Postfinance-App-Login deaktiviert und deinstalliert – Rückkehr zum beliebten Securebrowser / zZ

Bei einem Kunden wurde das Postfinance-App-Login deaktiviert und von den Androiden deinstalliert. Die Sicherheit mit den Passwörtern erachteten Fachleute als nicht sicher. Daher willigte der Kunde ein und kehrte zum beliebten Managing mit dem Securebrowser Postfinance zurück.

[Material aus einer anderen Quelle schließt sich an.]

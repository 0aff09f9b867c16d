//! Deterministic, pure logic shared by the orchestration engine.
//!
//! Core modules must be free of I/O side effects. They operate on in-memory
//! data structures and return deterministic outputs suitable for tests.

pub mod conflict;
pub mod errors;
pub mod graph;
pub mod promise;
pub mod ready;
pub mod transitions;
pub mod types;
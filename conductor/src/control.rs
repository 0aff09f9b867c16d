//! Structured control surface.
//!
//! Every operation returns a [`ControlResult`] instead of an error so callers
//! (the CLI, or anything driving the engine) get one machine-readable shape:
//! `{success, data?, error?}`.

use std::path::Path;

use anyhow::{Result, anyhow};
use serde::Serialize;
use tracing::info;

use crate::core::errors::find_orchestrator_error;
use crate::core::types::{
    ActiveAgent, AgentRole, ExecutionLog, NewTask, RalphLoopState, Spec, SpecStatus, Task,
    TaskStatus, TaskUpdate,
};
use crate::engine::Engine;
use crate::io::changelog::{read_records, replay};
use crate::io::store::{ImportSummary, NewSpec, SpecUpdate};
use crate::io::worktree::{WorktreeInfo, branch_name};
use crate::pipeline::TaskOutcome;
use crate::ralph::CancelToken;
use crate::scheduler::{RunSummary, SchedulerOptions};

#[derive(Debug, Clone, PartialEq, Eq, Serialize)]
pub struct ControlError {
    /// Stable code, e.g. `unknown_task`; `internal` for untyped errors.
    pub code: String,
    pub message: String,
    /// True when the request itself was invalid and retrying cannot help.
    pub validation: bool,
}

#[derive(Debug, Clone, PartialEq, Eq, Serialize)]
pub struct ControlResult<T> {
    pub success: bool,
    #[serde(skip_serializing_if = "Option::is_none")]
    pub data: Option<T>,
    #[serde(skip_serializing_if = "Option::is_none")]
    pub error: Option<ControlError>,
}

impl<T> ControlResult<T> {
    pub fn ok(data: T) -> Self {
        Self {
            success: true,
            data: Some(data),
            error: None,
        }
    }

    pub fn err(err: &anyhow::Error) -> Self {
        let typed = find_orchestrator_error(err);
        Self {
            success: false,
            data: None,
            error: Some(ControlError {
                code: typed.map_or("internal", |e| e.code()).to_string(),
                message: format!("{err:#}"),
                validation: typed.is_some_and(|e| e.is_validation()),
            }),
        }
    }

    pub fn from_result(result: Result<T>) -> Self {
        match result {
            Ok(data) => Self::ok(data),
            Err(err) => Self::err(&err),
        }
    }

    pub fn error_code(&self) -> Option<&str> {
        self.error.as_ref().map(|e| e.code.as_str())
    }
}

impl<T: Serialize> ControlResult<T> {
    pub fn to_json(&self) -> Result<String> {
        Ok(serde_json::to_string_pretty(self)?)
    }
}

pub struct Control {
    engine: Engine,
}

impl Control {
    pub fn new(engine: Engine) -> Self {
        Self { engine }
    }

    pub fn engine(&self) -> &Engine {
        &self.engine
    }

    // ---- specs and tasks ----

    pub fn create_spec(&self, new: NewSpec) -> ControlResult<Spec> {
        ControlResult::from_result(self.engine.store().create_spec(new))
    }

    pub fn list_specs(&self, status: Option<SpecStatus>) -> ControlResult<Vec<Spec>> {
        ControlResult::from_result(self.engine.store().list_specs(status))
    }

    pub fn update_spec(&self, id: &str, update: SpecUpdate) -> ControlResult<Spec> {
        ControlResult::from_result(self.engine.store().update_spec(id, update))
    }

    pub fn create_task(&self, new: NewTask) -> ControlResult<Task> {
        ControlResult::from_result(self.engine.store().create_task(new))
    }

    pub fn get_task(&self, id: &str) -> ControlResult<Task> {
        ControlResult::from_result(self.engine.store().require_task(id))
    }

    pub fn update_task(&self, id: &str, update: TaskUpdate) -> ControlResult<Task> {
        ControlResult::from_result(self.engine.store().update_task(id, update))
    }

    pub fn update_task_status(&self, id: &str, status: TaskStatus) -> ControlResult<Task> {
        ControlResult::from_result(self.engine.store().update_task_status(id, status))
    }

    pub fn list_tasks(
        &self,
        spec_id: Option<&str>,
        status: Option<TaskStatus>,
    ) -> ControlResult<Vec<Task>> {
        ControlResult::from_result(self.engine.store().list_tasks(spec_id, status))
    }

    pub fn list_ready_tasks(&self, spec_id: Option<&str>) -> ControlResult<Vec<Task>> {
        ControlResult::from_result(self.engine.store().list_ready_tasks(spec_id))
    }

    pub fn execution_logs(&self, task_id: &str) -> ControlResult<Vec<ExecutionLog>> {
        ControlResult::from_result(
            self.engine
                .store()
                .require_task(task_id)
                .and_then(|_| self.engine.store().execution_logs(task_id)),
        )
    }

    // ---- agents ----

    /// Record that `role` is working on `task_id` in `slot`.
    pub fn agent_start(&self, task_id: &str, role: AgentRole, slot: usize) -> ControlResult<ActiveAgent> {
        ControlResult::from_result(self.engine.store().require_task(task_id).and_then(|task| {
            self.engine
                .agents()
                .register(task_id, role, slot, task.worktree)
        }))
    }

    /// Returns the registration that was removed, if any.
    pub fn agent_stop(&self, task_id: &str) -> ControlResult<Option<ActiveAgent>> {
        ControlResult::from_result((|| -> Result<_> {
            let persisted = self
                .engine
                .store()
                .list_agents()?
                .into_iter()
                .find(|agent| agent.task_id == task_id);
            let removed = self.engine.agents().deregister(task_id)?;
            Ok(removed.or(persisted))
        })())
    }

    /// Agents registered by any process sharing the database.
    pub fn list_agents(&self) -> ControlResult<Vec<ActiveAgent>> {
        ControlResult::from_result(self.engine.store().list_agents())
    }

    // ---- ralph loops ----

    pub fn ralph_status(&self) -> ControlResult<Vec<RalphLoopState>> {
        ControlResult::from_result(self.engine.loops().status())
    }

    /// Returns whether a running loop was found.
    pub fn ralph_cancel(&self, task_id: &str) -> ControlResult<bool> {
        ControlResult::from_result(self.engine.loops().cancel(task_id))
    }

    // ---- worktrees ----

    /// Create the worktree for an existing task from `base_ref` (default:
    /// the target branch).
    pub fn worktree_create(&self, task_id: &str, base_ref: Option<&str>) -> ControlResult<WorktreeInfo> {
        ControlResult::from_result((|| -> Result<_> {
            self.engine.store().require_task(task_id)?;
            let base = base_ref.unwrap_or(&self.engine.config().target_branch);
            let path = self.engine.worktrees().create(task_id, base)?;
            Ok(WorktreeInfo {
                task_id: task_id.to_string(),
                path,
                branch: branch_name(task_id),
                busy: false,
            })
        })())
    }

    pub fn worktree_remove(&self, task_id: &str, keep_branch: bool) -> ControlResult<()> {
        ControlResult::from_result(self.engine.worktrees().remove(task_id, !keep_branch))
    }

    pub fn worktree_list(&self) -> ControlResult<Vec<WorktreeInfo>> {
        ControlResult::from_result(self.engine.worktrees().list())
    }

    /// Returns false when there was nothing to commit.
    pub fn worktree_commit(&self, task_id: &str, message: &str) -> ControlResult<bool> {
        ControlResult::from_result(self.engine.worktrees().commit(task_id, message))
    }

    // ---- execution and merging ----

    /// Merge a `reviewing` task by hand, e.g. after fixing a failed merge.
    pub fn merge_task(&self, task_id: &str) -> ControlResult<TaskOutcome> {
        ControlResult::from_result(self.engine.runner().finish_merge(task_id))
    }

    pub fn execute(&self, options: SchedulerOptions, cancel: CancelToken) -> ControlResult<RunSummary> {
        ControlResult::from_result(self.engine.execute(options, cancel))
    }

    // ---- change log sync ----

    /// Rewrite the change log from the database.
    pub fn sync_export(&self) -> ControlResult<usize> {
        ControlResult::from_result(self.engine.store().export_changelog())
    }

    /// Replay a change log (default: the configured one) into the database.
    pub fn sync_import(&self, path: Option<&Path>) -> ControlResult<ImportSummary> {
        ControlResult::from_result((|| -> Result<_> {
            let path = match path {
                Some(path) => path.to_path_buf(),
                None => self
                    .engine
                    .config()
                    .changelog
                    .as_ref()
                    .map(|rel| self.engine.root().join(rel))
                    .ok_or_else(|| anyhow!("no change log configured"))?,
            };
            let records = read_records(&path)?;
            let state = replay(&records)?;
            let summary = self.engine.store().import(&state)?;
            info!(path = %path.display(), specs = summary.specs, tasks = summary.tasks, "sync import");
            Ok(summary)
        })())
    }

    /// Collapse the change log to one record per entity.
    pub fn sync_compact(&self) -> ControlResult<usize> {
        self.sync_export()
    }
}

Es gibt tatsächlich zwei Bedeutungen für den Securebrowser. Eine ist nicht von der Postfinance, sondern vom Unternehmen A4Web in Langenthal. Dort (respektive bei uns in Langenthal) wird wie in einer Fabrik «Software» hergestellt, seit einigen Jahren sind wir mitläufig mit der universellen Softwaresprache der Digitalisierung, besser sogar noch, es ist die Home-Office-Digitaliserungs-Weltgeneral-Sprache, womit man so etwas wie Schweizer Uhrwerke (eigentlich Webseiten mit Gerätesteuerungen für Gross- und Kleinschriften für alle Displays skalierbar manuell plus automatisch plus mit Autoredaktionsmatrix-Zeitungslesen-Motorik manuell und automatisch betrieben) – mit anderen Worten. Eine Redaktions-Webdesign-Verlags-Software.

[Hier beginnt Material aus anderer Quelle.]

impl<'a, R: TaskRunner> Scheduler<'a, R> {
    pub fn new(store: &'a TaskStore, runner: &'a R, options: SchedulerOptions) -> Self {
        Self {
            store,
            runner,
            options,
            cancel: CancelToken::new(),
        }
    }

    /// Share an external cancellation token with the run and its loops.
    pub fn with_cancel(mut self, cancel: CancelToken) -> Self {
        self.cancel = cancel;
        self
    }

    /// Dispatch until nothing is ready and no worker is running.
    #[instrument(skip_all, fields(max_parallel = self.options.max_parallel))]
    pub fn run(&self) -> Result<RunSummary> {
        if self.options.max_parallel == 0 {
            return Err(anyhow!("max_parallel must be > 0"));
        }
        if let Some(task_id) = &self.options.task_id {
            self.store.require_task(task_id)?;
        }

        let mut summary = RunSummary::default();
        let mut seen: HashSet<String> = HashSet::new();
        let mut pending: Vec<Task> = Vec::new();
        self.refill(&mut pending, &mut seen)?;

        thread::scope(|scope| -> Result<()> {
            let (tx, rx) = mpsc::channel::<(usize, TaskReport)>();
            let mut free_slots: Vec<usize> = (0..self.options.max_parallel).rev().collect();
            let mut running = 0usize;

            loop {
                while !self.cancel.is_cancelled() && !pending.is_empty() {
                    let Some(slot) = free_slots.pop() else {
                        break;
                    };
                    let task = pending.remove(0);
                    match self.runner.prepare(&task) {
                        Ok(claim) => {
                            info!(task_id = %task.id, slot, priority = task.priority, "dispatching task");
                            summary.dispatched.push(task.id.clone());
                            running += 1;
                            let tx = tx.clone();
                            let runner = self.runner;
                            let store = self.store;
                            let cancel = &self.cancel;
                            let task_id = task.id;
                            scope.spawn(move || {
                                let report = panic::catch_unwind(AssertUnwindSafe(|| {
                                    runner.run(claim, slot, cancel)
                                }))
                                .unwrap_or_else(|payload| {
                                    lost_worker(store, task_id, panic_message(payload.as_ref()))
                                });
                                if tx.send((slot, report)).is_err() {
                                    warn!(slot, "scheduler stopped listening");
                                }
                            });
                        }
                        Err(err) => {
                            free_slots.push(slot);
                            let message = format!("{err:#}");
                            warn!(task_id = %task.id, err = %message, "dispatch failed");
                            summary.dispatch_errors.push(DispatchError {
                                task_id: task.id,
                                message,
                            });
                        }
                    }
                }

                if running == 0 {
                    break;
                }
                let (slot, report) = rx
                    .recv()
                    .map_err(|_| anyhow!("worker channel closed unexpectedly"))?;
                running -= 1;
                free_slots.push(slot);
                debug!(task_id = %report.task_id, slot, "worker finished");
                summary.reports.push(report);
                if !self.cancel.is_cancelled() {
                    self.refill(&mut pending, &mut seen)?;
                }
            }
            Ok(())
        })?;

        summary.cancelled = self.cancel.is_cancelled();
        info!(
            dispatched = summary.dispatched.len(),
            failed_dispatches = summary.dispatch_errors.len(),
            cancelled = summary.cancelled,
            "scheduler run finished"
        );
        Ok(summary)
    }

    /// Merge newly ready, not yet seen tasks into the queue and re-sort.
    fn refill(&self, pending: &mut Vec<Task>, seen: &mut HashSet<String>) -> Result<()> {
        let ready = self.store.list_ready_tasks(self.options.spec_id.as_deref())?;
        let mut added = 0usize;
        for task in ready {
            if let Some(only) = &self.options.task_id
                && &task.id != only
            {
                continue;
            }
            if seen.insert(task.id.clone()) {
                pending.push(task);
                added += 1;
            }
        }
        if added > 0 {
            sort_for_dispatch(pending);
            debug!(added, queued = pending.len(), "ready queue refilled");
        }
        Ok(())
    }
}

/// Report a worker that panicked and put its task back in `todo`.
fn lost_worker(store: &TaskStore, task_id: String, message: String) -> TaskReport {
    error!(task_id = %task_id, panic = %message, "worker panicked");
    let reset = store
        .update_task_status(&task_id, TaskStatus::Todo)
        .and_then(|_| store.set_assignee(&task_id, None));
    if let Err(err) = reset {
        warn!(task_id = %task_id, err = %format!("{err:#}"), "reset after panic failed");
    }
    TaskReport {
        task_id,
        outcome: TaskOutcome::Error {
            message: format!("worker panicked: {message}"),
        },
    }
}

fn panic_message(payload: &(dyn std::any::Any + Send)) -> String {
    if let Some(message) = payload.downcast_ref::<&str>() {
        (*message).to_string()
    } else if let Some(message) = payload.downcast_ref::<String>() {
        message.clone()
    } else {
        "unknown panic".to_string()
    }
}

#[cfg(test)]
mod tests {
    use super::*;
    use std::sync::{Arc, Mutex};
    use std::time::Duration;

    use crate::core::types::NewTask;
    use crate::io::store::NewSpec;

    /// Marks tasks done without doing any work; optionally fails some.
    struct FakeRunner {
        store: Arc<TaskStore>,
        fail_prepare: HashSet<String>,
        fail_run: HashSet<String>,
        panic_run: HashSet<String>,
        log: Mutex<Vec<String>>,
        delay: Duration,
    }

    impl FakeRunner {
        fn new(store: Arc<TaskStore>) -> Self {
            Self {
                store,
                fail_prepare: HashSet::new(),
                fail_run: HashSet::new(),
                panic_run: HashSet::new(),
                log: Mutex::new(Vec::new()),
                delay: Duration::from_millis(5),
            }
        }

        fn log(&self) -> Vec<String> {
            self.log.lock().expect("log").clone()
        }
    }

    impl TaskRunner for FakeRunner {
        type Claim = String;

        fn prepare(&self, task: &Task) -> Result<String> {
            if self.fail_prepare.contains(&task.id) {
                return Err(anyhow!("no worktree for {}", task.id));
            }
            self.store.update_task_status(&task.id, TaskStatus::Implementing)?;
            Ok(task.id.clone())
        }

        fn run(&self, task_id: String, _slot: usize, _cancel: &CancelToken) -> TaskReport {
            self.log.lock().expect("log").push(format!("start:{task_id}"));
            thread::sleep(self.delay);
            if self.panic_run.contains(&task_id) {
                panic!("runner exploded on {task_id}");
            }
            let outcome = if self.fail_run.contains(&task_id) {
                self.store.update_task_status(&task_id, TaskStatus::Todo).expect("reset");
                TaskOutcome::Error {
                    message: "boom".to_string(),
                }
            } else {
                for status in [TaskStatus::Testing, TaskStatus::Reviewing] {
                    self.store.update_task_status(&task_id, status).expect("advance");
                }
                self.store.complete_task(&task_id).expect("complete");
                TaskOutcome::Done {
                    merge: crate::merge::MergeReport {
                        task_id: task_id.clone(),
                        tier: 1,
                        resolved_files: vec![],
                        regenerated_files: vec![],
                    },
                }
            };
            self.log.lock().expect("log").push(format!("end:{task_id}"));
            TaskReport { task_id, outcome }
        }
    }

    fn store() -> Arc<TaskStore> {
        let store = Arc::new(TaskStore::open_in_memory().expect("store"));
        store.create_spec(NewSpec::new("SPEC-1", "spec")).expect("spec");
        store
    }

    #[test]
    fn single_slot_dispatches_by_priority_then_creation() {
        let store = store();
        store.create_task(NewTask::new("low", "SPEC-1", "l").with_priority(3)).expect("task");
        store.create_task(NewTask::new("mid-a", "SPEC-1", "m").with_priority(2)).expect("task");
        store.create_task(NewTask::new("high", "SPEC-1", "h").with_priority(1)).expect("task");
        store.create_task(NewTask::new("mid-b", "SPEC-1", "m").with_priority(2)).expect("task");
        let runner = FakeRunner::new(Arc::clone(&store));

        let summary = Scheduler::new(&store, &runner, SchedulerOptions::new(1))
            .run()
            .expect("run");
        assert_eq!(summary.dispatched, vec!["high", "mid-a", "mid-b", "low"]);
        assert!(summary.all_done());
    }

    #[test]
    fn dependents_are_dispatched_after_their_dependencies_finish() {
        let store = store();
        store.create_task(NewTask::new("api", "SPEC-1", "api").with_priority(3)).expect("task");
        store
            .create_task(NewTask::new("ui", "SPEC-1", "ui").with_priority(1).with_dependencies(["api"]))
            .expect("task");
        store.create_task(NewTask::new("docs", "SPEC-1", "docs").with_priority(2)).expect("task");
        let runner = FakeRunner::new(Arc::clone(&store));

        let summary = Scheduler::new(&store, &runner, SchedulerOptions::new(4))
            .run()
            .expect("run");
        assert_eq!(summary.reports.len(), 3);
        let log = runner.log();
        let end_api = log.iter().position(|e| e == "end:api").expect("api ran");
        let start_ui = log.iter().position(|e| e == "start:ui").expect("ui ran");
        assert!(end_api < start_ui, "{log:?}");
        assert_eq!(store.require_task("ui").expect("ui").status, TaskStatus::Done);
    }

    #[test]
    fn parallel_slots_run_independent_tasks_concurrently() {
        let store = store();
        for id in ["a", "b", "c"] {
            store.create_task(NewTask::new(id, "SPEC-1", id)).expect("task");
        }
        let mut runner = FakeRunner::new(Arc::clone(&store));
        runner.delay = Duration::from_millis(50);

        let summary = Scheduler::new(&store, &runner, SchedulerOptions::new(3))
            .run()
            .expect("run");
        assert_eq!(summary.dispatched, vec!["a", "b", "c"]);
        let log = runner.log();
        let first_end = log.iter().position(|e| e.starts_with("end:")).expect("end");
        let starts_before = log[..first_end].iter().filter(|e| e.starts_with("start:")).count();
        assert_eq!(starts_before, 3, "{log:?}");
    }

    #[test]
    fn failed_tasks_are_not_redispatched_in_the_same_run() {
        let store = store();
        store.create_task(NewTask::new("flaky", "SPEC-1", "f")).expect("task");
        store.create_task(NewTask::new("blocked", "SPEC-1", "b")).expect("task");
        let mut runner = FakeRunner::new(Arc::clone(&store));
        runner.fail_run.insert("flaky".to_string());
        runner.fail_prepare.insert("blocked".to_string());

        let summary = Scheduler::new(&store, &runner, SchedulerOptions::new(2))
            .run()
            .expect("run");
        assert_eq!(summary.dispatched, vec!["flaky"]);
        assert_eq!(summary.reports.len(), 1);
        assert_eq!(summary.dispatch_errors.len(), 1);
        assert_eq!(summary.dispatch_errors[0].task_id, "blocked");
        assert!(!summary.all_done());
        assert_eq!(store.require_task("flaky").expect("task").status, TaskStatus::Todo);
        assert_eq!(store.require_task("blocked").expect("task").status, TaskStatus::Todo);
    }

    #[test]
    fn panicking_worker_is_reported_and_its_task_reset() {
        let store = store();
        store.create_task(NewTask::new("bad", "SPEC-1", "b")).expect("task");
        store.create_task(NewTask::new("good", "SPEC-1", "g")).expect("task");
        let mut runner = FakeRunner::new(Arc::clone(&store));
        runner.panic_run.insert("bad".to_string());
        let runner = Arc::new(runner);

        let (done_tx, done_rx) = mpsc::channel();
        let worker_store = Arc::clone(&store);
        let worker_runner = Arc::clone(&runner);
        thread::spawn(move || {
            let summary = Scheduler::new(&worker_store, &*worker_runner, SchedulerOptions::new(2)).run();
            let _ = done_tx.send(summary);
        });
        let summary = done_rx
            .recv_timeout(Duration::from_secs(10))
            .expect("scheduler returned")
            .expect("run");

        assert_eq!(summary.reports.len(), 2);
        let bad = summary
            .reports
            .iter()
            .find(|report| report.task_id == "bad")
            .expect("bad reported");
        assert!(
            matches!(&bad.outcome, TaskOutcome::Error { message } if message.contains("runner exploded")),
            "{bad:?}"
        );
        assert!(!summary.all_done());
        assert_eq!(store.require_task("bad").expect("task").status, TaskStatus::Todo);
        assert_eq!(store.require_task("good").expect("task").status, TaskStatus::Done);
    }

    #[test]
    fn single_task_and_spec_filters() {
        let store = store();
        store.create_spec(NewSpec::new("SPEC-2", "other")).expect("spec");
        store.create_task(NewTask::new("a", "SPEC-1", "a")).expect("task");
        store.create_task(NewTask::new("b", "SPEC-1", "b")).expect("task");
        store.create_task(NewTask::new("c", "SPEC-2", "c")).expect("task");
        let runner = FakeRunner::new(Arc::clone(&store));

        let mut only_b = SchedulerOptions::new(2);
        only_b.task_id = Some("b".to_string());
        let summary = Scheduler::new(&store, &runner, only_b).run().expect("run");
        assert_eq!(summary.dispatched, vec!["b"]);

        let mut spec_two = SchedulerOptions::new(2);
        spec_two.spec_id = Some("SPEC-2".to_string());
        let summary = Scheduler::new(&store, &runner, spec_two).run().expect("run");
        assert_eq!(summary.dispatched, vec!["c"]);

        let mut unknown = SchedulerOptions::new(2);
        unknown.task_id = Some("zzz".to_string());
        assert!(Scheduler::new(&store, &runner, unknown).run().is_err());
    }

    #[test]
    fn cancelled_run_dispatches_nothing() {
        let store = store();
        store.create_task(NewTask::new("a", "SPEC-1", "a")).expect("task");
        let runner = FakeRunner::new(Arc::clone(&store));
        let cancel = CancelToken::new();
        cancel.cancel();

        let summary = Scheduler::new(&store, &runner, SchedulerOptions::new(2))
            .with_cancel(cancel)
            .run()
            .expect("run");
        assert!(summary.dispatched.is_empty());
        assert!(summary.cancelled);
    }
}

Aber der Securebrowser ist ein sicher gepointeter Browser, bei welchem der Home-Office-Anwender sicher ist, dass er eben gepointet ist, d.h. er ruft lediglich Daten in den Browser herunter, der von einem sicheren, bekannten Institut herstammt. Sicher ist auch, dass wenn der Securebrowser von einer Sicherheitsfirma oder Geldinstitut herstammt respektive von deren Homepage heruntergeladen worden ist, mit Bitdefender gescannt worden ist, und auf dem eigenen Desktop doppelgeklickt werden kann, und die Login-Daten per Lesegerät eingetippt werden können, dass es eben ein sicherer Tunnel zur eigenen Geldbörse bedeuten kann.

Weshalb verwendet man da nicht General-HTML oder General-PHP wie diese beiden Webseitensprachen aber für E-Commerce-Shops weit in Anwendung ist? Eben, weil diese Form von kompilierten Home-Office-Anwendungen nicht manipulierbar ist.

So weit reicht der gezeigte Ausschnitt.